Rastalocke seufzte. »Versuch es beim Priester, Mann. Nördlich von Santa Maria. Im Berghang.«
»Priester?« Adams Herz hämmerte, aber er behielt die Kontrolle, indem er tief einatmete und die aufkeimende Hoffnung unterdrückte.
»Das sind Straßennamen, Mann. Weißt du, was eine Straße ist?«
Nur Jacob sprach in diesem herablassenden Ton mit ihm, aber Adam war zu dankbar, um sich darüber zu ärgern.

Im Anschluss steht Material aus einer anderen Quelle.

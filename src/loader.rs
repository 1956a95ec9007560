//! Background model loading.
//!
//! A [`ModelLoad`] pairs a future that fetches and decodes a glTF asset with the
//! receiving ends the event loop polls once per frame. The future never touches
//! the scene: it reports [`LoadProgress`] over an unbounded channel and its
//! terminal result over a one-shot channel. GPU upload happens on the event
//! loop thread once the result arrives.

use futures::{
    channel::{mpsc, oneshot},
    future::{AbortHandle, Abortable, Aborted},
};
use thiserror::Error;

use crate::resources::{self, AssetSource, ModelAsset};

/// Bytes of a model that have arrived so far.
///
/// `total` covers the glTF document plus every external buffer and base colour
/// image it references. It is known once the document is parsed and only grows
/// if a resource turns out larger than announced.
#[derive(Clone, Copy, Debug, Default, PartialEq, Eq)]
pub struct LoadProgress {
    pub loaded: u64,
    pub total: u64,
}

impl LoadProgress {
    pub fn percent(&self) -> f64 {
        if self.total == 0 {
            return 0.0;
        }
        self.loaded.min(self.total) as f64 / self.total as f64 * 100.0
    }

    pub fn is_complete(&self) -> bool {
        self.total > 0 && self.loaded >= self.total
    }
}

#[derive(Debug, Error)]
pub enum LoadError {
    #[error("failed to read {path}: {source}")]
    Io {
        path: String,
        #[source]
        source: std::io::Error,
    },
    #[error("failed to fetch {url}: {message}")]
    Fetch { url: String, message: String },
    #[error("invalid glTF document {path}: {source}")]
    Gltf {
        path: String,
        #[source]
        source: gltf::Error,
    },
    #[error("failed to decode image {name}: {source}")]
    Image {
        name: String,
        #[source]
        source: image::ImageError,
    },
    #[error("buffer {index} is missing or shorter than declared")]
    MissingBuffer { index: usize },
    #[error("unsupported resource uri {0}")]
    UnsupportedUri(String),
    #[error("model load was cancelled")]
    Cancelled,
}

/// Receiving side of a model load running elsewhere.
pub struct ModelLoad {
    path: String,
    progress: mpsc::UnboundedReceiver<LoadProgress>,
    result: oneshot::Receiver<Result<ModelAsset, LoadError>>,
    abort: AbortHandle,
    latest: Option<LoadProgress>,
    finished: bool,
}

impl ModelLoad {
    /// Create the load and the future doing the work. The caller decides where
    /// the future runs (a tokio runtime natively, the browser's microtask queue
    /// on the web).
    pub fn new(
        source: AssetSource,
        path: impl Into<String>,
    ) -> (Self, impl std::future::Future<Output = ()>) {
        let path = path.into();
        let (progress_tx, progress_rx) = mpsc::unbounded();
        let (result_tx, result_rx) = oneshot::channel();
        let (abort, registration) = AbortHandle::new_pair();

        let task_path = path.clone();
        let task = async move {
            let fetch = Abortable::new(
                resources::fetch_model(&source, &task_path, progress_tx),
                registration,
            );
            let result = match fetch.await {
                Ok(result) => result,
                Err(Aborted) => Err(LoadError::Cancelled),
            };
            if result_tx.send(result).is_err() {
                log::debug!("Nobody is waiting for {task_path} anymore");
            }
        };

        let load = Self {
            path,
            progress: progress_rx,
            result: result_rx,
            abort,
            latest: None,
            finished: false,
        };
        (load, task)
    }

    pub fn path(&self) -> &str {
        &self.path
    }

    /// Drain pending progress reports. Returns the newest one if anything arrived.
    pub fn poll_progress(&mut self) -> Option<LoadProgress> {
        let mut newest = None;
        while let Ok(progress) = self.progress.try_recv() {
            newest = Some(progress);
        }
        if newest.is_some() {
            self.latest = newest;
        }
        newest
    }

    pub fn latest_progress(&self) -> Option<LoadProgress> {
        self.latest
    }

    /// The terminal result, handed out exactly once.
    pub fn try_result(&mut self) -> Option<Result<ModelAsset, LoadError>> {
        if self.finished {
            return None;
        }
        match self.result.try_recv() {
            Ok(None) => None,
            Ok(Some(result)) => {
                self.finished = true;
                Some(result)
            }
            // the task was dropped before it could answer
            Err(oneshot::Canceled) => {
                self.finished = true;
                Some(Err(LoadError::Cancelled))
            }
        }
    }

    pub fn is_finished(&self) -> bool {
        self.finished
    }

    pub fn cancel(&self) {
        self.abort.abort();
    }
}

»Ich verstehe, dass ihr mein Geld nicht wollt.« Adam hielt inne und korrigierte sich. »Dass ihr euch nicht für mein Geld entscheidet . Aber es ist alles, was ich euch bieten kann. Das und meinen Dank.« Er zückte seine Brieftasche, zog die gesamten Banknoten aus der ledernen Mappe, griff ein paar Visitenkarten – die persönlichen mit seiner Mobilnummer – und streckte sie ihnen entgegen. Rastalocke rührte keinen Finger. Adam ließ alles auf den Boden fallen.

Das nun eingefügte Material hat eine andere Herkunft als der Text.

//! Render composition and frame encoding.
//!
//! Scene nodes describe what they want drawn as a [`Render`]. The frame
//! flattens that tree into a list of [`Instanced`] draws once and reuses it for
//! both the shadow pass (casters only) and the lit pass (everything).
//! [`Renderer`] owns the pipelines and uniforms and records both passes into
//! whatever colour and depth targets it is given, so the same code draws to
//! the window surface and to offscreen textures.

use winit::dpi::PhysicalSize;

use crate::{
    camera::{Camera, CameraResources, OrbitController, Projection},
    config::ViewerConfig,
    data_structures::{
        model::{DrawModel, DrawShadow, Model},
        scene_graph::SceneNode,
    },
    pipelines::{
        basic::mk_basic_pipeline,
        light::{LightResources, SpotLight},
        shadow::ShadowResources,
    },
    resources::texture::material_layout,
    scene::Scene,
    viewport::ShadowSettings,
};

/// Data for one draw: a model, its instance buffer and whether it occludes the spotlight.
#[derive(Clone)]
pub struct Instanced<'a> {
    pub instance: &'a wgpu::Buffer,
    pub model: &'a Model,
    pub amount: usize,
    pub cast_shadow: bool,
}

/// Specifies how a scene object should be rendered.
///
/// - `None` renders nothing
/// - `Default(Instanced)` renders a single opaque object
/// - `Defaults(Vec<Instanced>)` renders a batch of opaque objects
/// - `Composed(Vec<Render>)` recursively renders a composition of renders
pub enum Render<'a> {
    None,
    Default(Instanced<'a>),
    Defaults(Vec<Instanced<'a>>),
    Composed(Vec<Render<'a>>),
}

impl<'a> Render<'a> {
    /// Append every draw in this render to `batch`, skipping empty ones.
    pub(crate) fn flatten_into(self, batch: &mut Vec<Instanced<'a>>) {
        match self {
            Render::None => (),
            Render::Default(instanced) => push_drawable(batch, instanced),
            Render::Defaults(vec) => vec
                .into_iter()
                .for_each(|instanced| push_drawable(batch, instanced)),
            Render::Composed(renders) => renders
                .into_iter()
                .for_each(|render| render.flatten_into(batch)),
        }
    }

    pub fn flatten(self) -> Vec<Instanced<'a>> {
        let mut batch = Vec::new();
        self.flatten_into(&mut batch);
        batch
    }
}

fn push_drawable<'a>(batch: &mut Vec<Instanced<'a>>, instanced: Instanced<'a>) {
    if instanced.amount == 0 || instanced.instance.size() == 0 {
        log::warn!("Skipping a draw without instances");
        return;
    }
    batch.push(instanced);
}

impl<'a> From<&'a dyn SceneNode> for Render<'a> {
    fn from(sn: &'a dyn SceneNode) -> Self {
        Render::Defaults(sn.get_render())
    }
}

#[derive(Debug)]
pub struct Renderer {
    pub camera: CameraResources,
    pub projection: Projection,
    pub light: LightResources,
    pub shadow: ShadowResources,
    pub pipeline: wgpu::RenderPipeline,
    pub material_layout: wgpu::BindGroupLayout,
    pub shadows: ShadowSettings,
    pub clear_colour: wgpu::Color,
    /// Samples per pixel of the lit pass. Colour and depth targets handed to
    /// [`encode`](Self::encode) have to match.
    pub sample_count: u32,
}

impl Renderer {
    pub fn new(
        device: &wgpu::Device,
        color_format: wgpu::TextureFormat,
        size: PhysicalSize<u32>,
        shadows: ShadowSettings,
        sample_count: u32,
        config: &ViewerConfig,
    ) -> Self {
        let projection = Projection::new(
            size.width,
            size.height,
            config.camera.fovy,
            config.camera.znear,
            config.camera.zfar,
        );
        let mut controller = OrbitController::new(config.orbit.clone());
        controller.set_viewport_height(size.height);
        let camera = CameraResources::new(
            device,
            Camera::from_config(&config.camera),
            controller,
            &projection,
        );

        let light = LightResources::new(
            device,
            &SpotLight::from_config(&config.spot_light),
            &shadows,
        );
        let shadow = ShadowResources::new(device, shadows.map_size, &light.bind_group_layout);
        let material_layout = material_layout(device);
        let pipeline = mk_basic_pipeline(
            device,
            color_format,
            sample_count,
            &material_layout,
            &camera.bind_group_layout,
            &light.bind_group_layout,
            &shadow.bind_group_layout,
        );

        Self {
            camera,
            projection,
            light,
            shadow,
            pipeline,
            material_layout,
            shadows,
            clear_colour: config.viewport.clear_colour,
            sample_count,
        }
    }

    /// Per-frame state update: advance the orbit controller once, then upload
    /// camera, light and node transforms.
    pub fn update(&mut self, queue: &wgpu::Queue, scene: &mut Scene, dt: instant::Duration) {
        self.camera
            .controller
            .update(&mut self.camera.camera, dt);
        self.camera.write_to_buffer(queue, &self.projection);
        self.light.write_to_buffer(queue, &scene.light, &self.shadows);
        scene.update(queue);
    }

    /// Record the shadow pass and the lit pass for `scene`.
    ///
    /// With multisampling `colour` is the multisampled target and `resolve`
    /// the single-sampled texture that ends up on screen.
    pub fn encode(
        &self,
        encoder: &mut wgpu::CommandEncoder,
        colour: &wgpu::TextureView,
        resolve: Option<&wgpu::TextureView>,
        depth: &wgpu::TextureView,
        scene: &Scene,
    ) {
        let draws = scene.get_render().flatten();

        if self.light.uniform.cast_shadow != 0 {
            let mut shadow_pass = encoder.begin_render_pass(&wgpu::RenderPassDescriptor {
                label: Some("Shadow Pass"),
                color_attachments: &[],
                depth_stencil_attachment: Some(wgpu::RenderPassDepthStencilAttachment {
                    view: &self.shadow.map.view,
                    depth_ops: Some(wgpu::Operations {
                        load: wgpu::LoadOp::Clear(1.0),
                        store: wgpu::StoreOp::Store,
                    }),
                    stencil_ops: None,
                }),
                occlusion_query_set: None,
                timestamp_writes: None,
            });
            shadow_pass.set_pipeline(&self.shadow.pipeline);
            for instanced in draws.iter().filter(|instanced| instanced.cast_shadow) {
                shadow_pass.set_vertex_buffer(1, instanced.instance.slice(..));
                shadow_pass.draw_model_depth(
                    instanced.model,
                    0..instanced.amount as u32,
                    &self.light.bind_group,
                );
            }
        }

        let mut render_pass = encoder.begin_render_pass(&wgpu::RenderPassDescriptor {
            label: Some("Render Pass"),
            color_attachments: &[Some(wgpu::RenderPassColorAttachment {
                view: colour,
                resolve_target: resolve,
                ops: wgpu::Operations {
                    load: wgpu::LoadOp::Clear(self.clear_colour),
                    // only the resolved image is kept
                    store: if resolve.is_some() {
                        wgpu::StoreOp::Discard
                    } else {
                        wgpu::StoreOp::Store
                    },
                },
                depth_slice: None,
            })],
            depth_stencil_attachment: Some(wgpu::RenderPassDepthStencilAttachment {
                view: depth,
                depth_ops: Some(wgpu::Operations {
                    load: wgpu::LoadOp::Clear(1.0),
                    store: wgpu::StoreOp::Store,
                }),
                stencil_ops: None,
            }),
            occlusion_query_set: None,
            timestamp_writes: None,
        });
        render_pass.set_pipeline(&self.pipeline);
        for instanced in draws {
            render_pass.set_vertex_buffer(1, instanced.instance.slice(..));
            render_pass.draw_model_instanced(
                instanced.model,
                0..instanced.amount as u32,
                &self.camera.bind_group,
                &self.light.bind_group,
                &self.shadow.bind_group,
            );
        }
    }
}
//! vitrine
//!
//! A single-page showcase viewer for one glTF model. It renders the model on a
//! floor under a shadow casting spotlight, lets the visitor orbit and zoom
//! around it, and sends narrow viewports (or a press of the spacebar) to a
//! lighter fallback page. Runs natively through winit and in the browser on
//! WebGL.
//!
//! High-level modules
//! - `camera`: camera, projection and the orbit controller
//! - `config`: every tunable of the viewer with the showcase defaults
//! - `context`: window, surface and GPU device
//! - `data_structures`: meshes, textures, instances, the scene graph and the ground plane
//! - `indicator`: the loading indicator
//! - `loader`: background model loading with progress and cancellation
//! - `pipelines`: the shadow and lit render pipelines and the spotlight
//! - `redirect`: responsive redirect to the fallback page
//! - `render`: render composition and frame encoding
//! - `resources`: reading glTF assets and uploading them
//! - `scene`: the composed showcase scene
//! - `viewer`: lifecycle and event loop
//! - `viewport`: drawable size, pixel ratio and presentation settings
//!

pub mod camera;
pub mod config;
pub mod context;
pub mod data_structures;
pub mod indicator;
pub mod loader;
pub mod pipelines;
pub mod redirect;
pub mod render;
pub mod resources;
pub mod scene;
pub mod viewer;
pub mod viewport;

pub use config::ViewerConfig;
pub use viewer::{run, run_with, Viewer};

#[cfg(target_arch = "wasm32")]
use wasm_bindgen::prelude::*;

#[cfg(target_arch = "wasm32")]
#[wasm_bindgen(start)]
pub fn start() -> Result<(), JsValue> {
    run().map_err(|err| JsValue::from_str(&format!("{err:#}")))
}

»Wenn ich irgendetwas für euch tun kann, ruft mich an. Wenn ihr mir etwas sagen wollt. Wenn ihr in Schwierigkeiten seid.« Er hob den Blick und sah die Jugendlichen an. »Das gilt für jeden von euch. Wenn eure Dämonen das sind, was ich als Geister bezeichne, werdet ihr meine Hilfe brauchen. Geht jetzt hinein.«
Adam lief zurück zum Wagen, sein Körper vibrierte vor Aufregung. Er blickte über die Schulter zurück zu dem glühenden Schein der untergehenden Sonne, dann wandte er sich zu Custo um.
Custo musste den aufgeregten Ausdruck in seinem Gesicht bemerkt haben. »Sie lebt«, folgerte er.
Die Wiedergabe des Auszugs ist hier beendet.